The slow speed of infrastructure development by HUDA and other government agencies has in fact become a cause of concern for the builders. Many of them had announced the projects in the hope that NPR will be completed by 2012. Nayan Raheja, Executive Director of Raheja Group, in an earlier interview with Friday Gurgaon had said that the slow growth of infrastructure, particularly in these sectors, was affecting real estate companies badly. He had even said that despite the lack of infrastructure, his company will handover the flats to buyers, as they did not want to delay possession. HUDA officials meanwhile say that plans are on the anvil to develop roads, sanitation, sewage and storm water drains in these sectors soon.
While HUDA works out plans for these sectors, the builders are outdoing one another in announcing new projects – despite the fact that there is little hope for proper development of this area over the next 5 years.
Sanjay Sharma of Qubrex says that a majority of buyers here are investors. “Most of the people have invested here as prices are still less compared to other parts of New Gurgaon,” says Sharma. Currently the going rate in this area is between Rs. 3,200 and Rs. 8,000 PSF for premium properties.
These Sectors still have a lot of catching up to do with the rest of the New Sectors/Gurgaon II, as tall residential buildings stand amidst green fields, and are connected by kuccha roads. Real estate analysts however says that these sectors will ultimately come out winners, as they are the closest to Delhi, have proximity to the International Airport, and the rates are significantly lower. The NPR will ensure seamless movement of people from Delhi to Gurgaon, and upto Manesar. The planned metro connectivity in the future, along with the transit rail project, could also be a major booster for growth.
Around 6 to 7 million square feet area will be developed as office and retail space in the commercial corridor.
While buying an apartment in this area could be a profitable proposition, analysts point out that a time horizon of at least 5 years should be kept in mind. Most of the builders have slowed down construction, owing to lack of infrastructure development, and the slow pace of NPR.
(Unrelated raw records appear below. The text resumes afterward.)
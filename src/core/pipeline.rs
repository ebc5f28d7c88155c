//! The reconstruction pipeline.
//!
//! Stages run in a fixed order, each on the complete output of the one
//! before it:
//!
//! 1. continuation merging ([`merger`](crate::core::merger))
//! 2. OOC removal ([`filter`](crate::core::filter))
//! 3. gap detection and squashing ([`gaps`](crate::core::gaps))
//! 4. emphasis counting
//! 5. image correlation ([`images`](crate::core::images))
//!
//! # Example
//!
//! ```rust
//! use rpformat::config::PipelineConfig;
//! use rpformat::core::pipeline::Pipeline;
//! use rpformat::parser::{LogFormat, create_loader};
//!
//! let log = create_loader(LogFormat::Chat2, 10).load_str(r#"[
//!     {"OwnerId": "Alice", "SenderName": "Alice", "Message": "She reaches for the door...", "DateSent": "2024-03-01T20:00:00+00:00"},
//!     {"OwnerId": "Alice", "SenderName": "Alice", "Message": "and pulls it open.", "DateSent": "2024-03-01T20:01:00+00:00"},
//!     {"OwnerId": "Alice", "SenderName": "Bob", "Message": "(brb, doorbell)", "DateSent": "2024-03-01T20:02:00+00:00"}
//! ]"#)?;
//!
//! let output = Pipeline::new(PipelineConfig::new()).run(log, Vec::new());
//! assert_eq!(output.transcript.messages.len(), 1);
//! assert_eq!(output.transcript.messages[0].body, "She reaches for the door and pulls it open.");
//! assert_eq!(output.stats.combined, 1);
//! assert_eq!(output.stats.ooc_removed, 1);
//! # Ok::<(), rpformat::RpError>(())
//! ```

use std::path::Path;

use chrono::TimeDelta;
use tracing::{info, warn};

use crate::config::PipelineConfig;
use crate::core::classifier::Classifier;
use crate::core::filter::remove_out_of_character;
use crate::core::gaps::process_gaps;
use crate::core::images::{ImageCorrelation, ImageStats, correlate_images, discover_images};
use crate::core::merger::{classify_messages, combine_messages};
use crate::core::models::{ImageDescriptor, Transcript};
use crate::error::Result;
use crate::parser::{LogFormat, create_loader};

/// Statistics about a pipeline run.
#[derive(Debug, Clone, Default, PartialEq, Eq)]
pub struct ProcessingStats {
    /// Entries handed over by the loader.
    pub loaded: usize,
    /// Entries the loader dropped.
    pub skipped: usize,
    /// Entries folded into an earlier message.
    pub combined: usize,
    /// Continuation chains that never completed.
    pub failed_continuations: usize,
    /// OOC messages removed.
    pub ooc_removed: usize,
    /// Messages in the finished transcript.
    pub messages: usize,
    /// Typical pause between messages.
    pub average_gap: TimeDelta,
    /// Abnormal silences found.
    pub gaps_found: usize,
    /// Time removed by squashing.
    pub time_squashed: TimeDelta,
    /// Messages whose emphasis will be highlighted.
    pub highlighted: usize,
    /// Image correlation counters.
    pub images: ImageStats,
}

impl ProcessingStats {
    /// Percentage of loaded entries that did not become their own message.
    pub fn reduction_ratio(&self) -> f64 {
        if self.loaded == 0 {
            return 0.0;
        }
        (1.0 - (self.messages as f64 / self.loaded as f64)) * 100.0
    }
}

/// Everything a run produces.
#[derive(Debug, Clone)]
pub struct PipelineOutput {
    /// The reconstructed session.
    pub transcript: Transcript,
    /// Images and the messages they belong to.
    pub images: ImageCorrelation,
    /// Run diagnostics.
    pub stats: ProcessingStats,
}

/// Runs the reconstruction stages with a fixed configuration.
#[derive(Debug, Clone)]
pub struct Pipeline {
    config: PipelineConfig,
    classifier: Classifier,
}

impl Pipeline {
    /// Creates a pipeline with the built-in marker tables.
    pub fn new(config: PipelineConfig) -> Self {
        Self::with_classifier(config, Classifier::standard())
    }

    /// Creates a pipeline with a custom classifier.
    pub fn with_classifier(config: PipelineConfig, classifier: Classifier) -> Self {
        Self { config, classifier }
    }

    /// Returns the configuration in use.
    pub fn config(&self) -> &PipelineConfig {
        &self.config
    }

    /// Loads a log, finds images next to it if configured, and runs.
    pub fn process_file(&self, path: &Path, format: LogFormat) -> Result<PipelineOutput> {
        let log = create_loader(format, self.config.min_message_length).load(path)?;

        let images = match self.config.image_search.resolve(path) {
            Some(dir) => discover_images(&dir)?,
            None => Vec::new(),
        };

        Ok(self.run(log, images))
    }

    /// Runs every enabled stage over a loaded log.
    ///
    /// `images` is ignored unless image search is enabled.
    pub fn run(&self, log: crate::parser::LoadedLog, images: Vec<ImageDescriptor>) -> PipelineOutput {
        let mut stats = ProcessingStats {
            loaded: log.messages.len(),
            skipped: log.skipped,
            ..ProcessingStats::default()
        };
        let start = log.session.start;

        // 1. continuations
        let messages = if self.config.combine_messages {
            let outcome = combine_messages(&log.messages, start, &self.classifier);
            stats.combined = outcome.combined;
            stats.failed_continuations = outcome.failed;
            outcome.messages
        } else {
            classify_messages(&log.messages, start, &self.classifier)
        };

        // 2. OOC
        let messages = if self.config.remove_out_of_character {
            let (kept, removed) = remove_out_of_character(messages);
            stats.ooc_removed = removed;
            kept
        } else {
            messages
        };

        let mut transcript = Transcript::new(log.session, messages);

        // 3. gaps
        let (analysis, squashed) = process_gaps(&mut transcript, self.config.squash_time_gaps);
        stats.average_gap = analysis.average;
        stats.gaps_found = analysis.gaps.len();
        stats.time_squashed = squashed;

        // 4. emphasis
        if self.config.highlight_emphasis {
            stats.highlighted = transcript.messages.iter().filter(|m| m.has_emphasis).count();
        }

        // 5. images
        let correlation = if self.config.find_related_images() {
            correlate_images(&transcript.messages, &images)
        } else {
            if !images.is_empty() {
                warn!(count = images.len(), "image search disabled, ignoring images");
            }
            ImageCorrelation::default()
        };
        stats.images = correlation.stats;
        stats.messages = transcript.messages.len();

        info!(
            loaded = stats.loaded,
            messages = stats.messages,
            combined = stats.combined,
            ooc_removed = stats.ooc_removed,
            gaps = stats.gaps_found,
            images = stats.images.found,
            "pipeline complete"
        );

        PipelineOutput {
            transcript,
            images: correlation,
            stats,
        }
    }
}

impl Default for Pipeline {
    fn default() -> Self {
        Self::new(PipelineConfig::default())
    }
}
Sharma says that while Sectors 81 to 95 have reasonable connectivity with National Highway 8, the Sectors from 99 to 115 are a little cut off. This could lead to sluggish growth.
The quality of support infrastructure and civic services, and the ability of the developers to deliver quality projects on time will ultimately decide whether these New Sectors turn out to be the promised land.
With existing Gurgaon already challenged, how will these New Sectors be provided the basic services on a sufficient, timely basis? The Master Plan has only some answers.